I’m not yet convinced that online learning in and of itself would be a viable way for all of our students to learn, because I believe so strongly in the importance of social learning and relationships. Those things are a little harder to pull off for the littles in an online environment. However, older students could really benefit from the self-pacing and personalization potential of online courses. The asynchronous nature of many online courses along with choices in assessing what has been learned make online learning a great fit for many kinds of students today. I think that online courses have a lot of appeal for adult learners as well. People are busy, and just the time factor alone is enough to make an online course appealing.

In my evolution as an instructional designer (Hey! Another skill I can add to my resume!), the enduring understandings that I will take with me from this class are:

  • Begin with the end in mind
  • Attend to design principles and standards: design matters!
  • Make frequent modifications in the interest of iterating towards deeper learning for all course participants.

Fondly yours in constant iteration,



Instructional design (n.d.). From Wikipedia. Retrieved from https://en.wikipedia.org/wiki/Instructional_design
Morrison, D. (2013, December). How to design an excellent online course. Retrieved from https://onlinelearninginsights.wordpress.com/2013/12/09/how-to-design-an-excellent-online-course/
National Standards for Quality Online Learning. (October 2011). Retrieved from http://www.inacol.org/wp-content/uploads/2015/02/national-standards-for-quality-online-courses-v2.pdf
Pappas, C. (2015, November). Applying Gagne’s 9 events of instruction in eLearning. eLearning Industry. Retrieved from https://elearningindustry.com/how-to-apply-gagnes-9-events-of-instruction-in-elearning
Standards for Professional Learning. (2015) Retrieved from https://learningforward.org/standards
Wiggins, G., and McTighe, J. (2011). The understanding by design guide to creating high-quality units. ASCD.

Developing an Online Course, Part 4

Dear Teachers,

It was such a short time ago that I knew absolutely nothing about putting together an online course, and after the past four weeks, I can definitely say that I now know somewhat more than nothing! So that’s a win. My classmates and I agree that this has been our favorite class in the Master’s program so far. We’ve been able to design a course that meets OUR particular needs, and it’s been really fun to see how not only my class has shaped up, but also the course that my classmates have been developing.

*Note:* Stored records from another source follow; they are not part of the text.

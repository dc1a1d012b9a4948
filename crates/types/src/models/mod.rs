//! Shared domain models used across adapters, services and the API

pub mod amount;
pub mod chain;
pub mod secret_string;
pub mod token;

pub use amount::TokenAmount;
pub use chain::{chain_id_from_name, chain_name};
pub use secret_string::SecretString;
pub use token::{
	addresses_equal, is_valid_evm_address, is_zero_address, Token, TokenRef, ZERO_ADDRESS,
};
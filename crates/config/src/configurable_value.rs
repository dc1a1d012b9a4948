//! Values that come either from the environment or straight from the config file
//!
//! Used for API keys and RPC URLs (which often embed a key), so the resolved
//! value is usually wrapped in a [`SecretString`].

use kite_types::SecretString;
use serde::{Deserialize, Serialize};
use std::fmt;

/// A configurable value that can be loaded from environment variables or used as plain text
#[derive(Debug, Serialize, Deserialize, Clone, PartialEq)]
pub struct ConfigurableValue {
	/// Type of value: "env" for environment variable, "plain" for direct value
	#[serde(rename = "type")]
	pub value_type: ValueType,
	/// Environment variable name or the literal value
	pub value: String,
}

#[derive(Debug, Serialize, Deserialize, Clone, Copy, PartialEq)]
#[serde(rename_all = "lowercase")]
pub enum ValueType {
	Env,
	Plain,
}

impl ConfigurableValue {
	pub fn from_env(env_var_name: &str) -> Self {
		Self {
			value_type: ValueType::Env,
			value: env_var_name.to_string(),
		}
	}

	pub fn from_plain(plain_value: &str) -> Self {
		Self {
			value_type: ValueType::Plain,
			value: plain_value.to_string(),
		}
	}

	/// Read the environment variable or return the literal
	pub fn resolve(&self) -> Result<String, ConfigurableValueError> {
		match self.value_type {
			ValueType::Env => std::env::var(&self.value).map_err(|_| {
				ConfigurableValueError::EnvironmentVariableNotFound(self.value.clone())
			}),
			ValueType::Plain => Ok(self.value.clone()),
		}
	}

	pub fn resolve_for_secret(&self) -> Result<SecretString, ConfigurableValueError> {
		self.resolve().map(SecretString::new)
	}

	/// Where the value comes from, safe to log
	pub fn description(&self) -> String {
		match self.value_type {
			ValueType::Env => format!("environment variable '{}'", self.value),
			ValueType::Plain => "configured plain value".to_string(),
		}
	}
}

#[derive(Debug, thiserror::Error)]
pub enum ConfigurableValueError {
	#[error("Environment variable '{0}' not found")]
	EnvironmentVariableNotFound(String),
}

// Plain values may be keys; never print them
impl fmt::Display for ConfigurableValue {
	fn fmt(&self, f: &mut fmt::Formatter<'_>) -> fmt::Result {
		match self.value_type {
			ValueType::Env => write!(f, "env:{}", self.value),
			ValueType::Plain => write!(f, "plain:[REDACTED]"),
		}
	}
}

/// `"env:NAME"` reads `NAME` from the environment, anything else is literal
impl From<&str> for ConfigurableValue {
	fn from(value: &str) -> Self {
		match value.strip_prefix("env:") {
			Some(env_var) => Self::from_env(env_var),
			None => Self::from_plain(value),
		}
	}
}

impl From<String> for ConfigurableValue {
	fn from(value: String) -> Self {
		ConfigurableValue::from(value.as_str())
	}
}
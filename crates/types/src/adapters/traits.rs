//! Collaborator traits: routing vendor, wallet, ENS, balances

use async_trait::async_trait;
use std::fmt::Debug;

use super::{
	AdapterResult, ComposerQuoteRequest, RawTokenBalance, StepUpdate, TokenMetadata,
	TransactionRequest,
};
use crate::execution::{ExecutionError, WalletError};
use crate::models::{Token, TokenAmount};
use crate::routes::{Route, ValidatedRouteRequest};

/// Routing vendor quoting surface
///
/// Implementations are constructed once at startup and injected wherever routes
/// are needed; there is no global client.
#[async_trait]
pub trait RoutingClient: Send + Sync + Debug {
	/// General multi-route request (plain transfer to the recipient)
	async fn get_routes(&self, request: &ValidatedRouteRequest) -> AdapterResult<Vec<Route>>;

	/// Single composer quote whose destination is a vault deposit
	async fn get_composer_quote(&self, request: &ComposerQuoteRequest) -> AdapterResult<Route>;

	/// Look up token metadata by address or symbol
	async fn get_token(&self, chain_id: u64, token: &str) -> AdapterResult<Token>;
}

/// Callbacks the vendor execution primitive invokes while driving a route
#[async_trait]
pub trait ExecutionHooks: Send + Sync {
	/// Generic per-step progress report
	fn update_route(&self, update: StepUpdate);

	/// Wallet is on the wrong chain; must not return until the switch completed
	async fn switch_chain(&self, chain_id: u64) -> Result<(), ExecutionError>;

	/// Quoted output changed mid-execution; `false` aborts the execution
	async fn accept_exchange_rate_update(
		&self,
		step_index: usize,
		old_to_amount: &TokenAmount,
		new_to_amount: &TokenAmount,
	) -> bool;
}

/// Vendor execution primitive
#[async_trait]
pub trait RouteExecutor: Send + Sync + Debug {
	/// Execute every step of `route` in order, reporting through `hooks`
	async fn execute_route(
		&self,
		route: &Route,
		wallet: &dyn WalletClient,
		hooks: &dyn ExecutionHooks,
	) -> Result<(), ExecutionError>;
}

/// Connected wallet
#[async_trait]
pub trait WalletClient: Send + Sync {
	fn address(&self) -> String;

	async fn chain_id(&self) -> Result<u64, WalletError>;

	async fn switch_chain(&self, chain_id: u64) -> Result<(), WalletError>;

	/// Sign and broadcast; returns the transaction hash
	async fn send_transaction(&self, tx: &TransactionRequest) -> Result<String, WalletError>;

	/// Wait for inclusion; `Ok(false)` means the transaction reverted
	async fn wait_for_transaction(&self, chain_id: u64, tx_hash: &str) -> Result<bool, WalletError>;
}

/// ENS-aware read client
#[async_trait]
pub trait EnsResolver: Send + Sync + Debug {
	async fn resolve_address(&self, name: &str) -> AdapterResult<Option<String>>;

	async fn text(&self, name: &str, key: &str) -> AdapterResult<Option<String>>;
}

/// Third-party token balance provider
#[async_trait]
pub trait BalanceProvider: Send + Sync + Debug {
	fn supports_chain(&self, chain_id: u64) -> bool;

	async fn token_balances(
		&self,
		address: &str,
		chain_id: u64,
	) -> AdapterResult<Vec<RawTokenBalance>>;

	async fn token_metadata(&self, chain_id: u64, token: &str) -> AdapterResult<TokenMetadata>;
}

/// On-chain ERC-4626 compliance probe; informational only
#[async_trait]
pub trait VaultProbe: Send + Sync + Debug {
	async fn is_erc4626(&self, chain_id: u64, vault: &str) -> AdapterResult<bool>;
}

Now that I have my first online course set up and ready to go, I’ve started to think about what other courses I could put online. The first one that sprang to mind was the Google classes we teach. We tend to get the same questions over and over when we introduce Google Docs, Forms, Classroom, etc. So it would be an easy thing to create a course with one module per Google App, where participants went through the material on their own. We could provide  screencasts of how to get around in each app, our training documentation, and our contact information, and that course could probably run itself asynchronously for any teacher in our district who might want to learn the ins and outs of Google-iciousness. My wheels are spinning!

The other course that I think would be super helpful is one for new teachers focusing on the technology that our district offers. My department gets to spend an hour or so at the beginning of each school year working with the new crop of teachers, but honestly they get so much information from so many people in such a short period of time, I think a course they could refer back to in the first few weeks of the new school year would be inordinately helpful. We have moved some components of New Teacher training online; it would be an obvious next step to package all the information they need in an online course. I definitely need to share my newfound enthusiasm for online courses with my coworkers!

I have one more week in this class, and then I will be two-thirds of the way to my second Master’s degree! Thanks as always for your interest in my journey.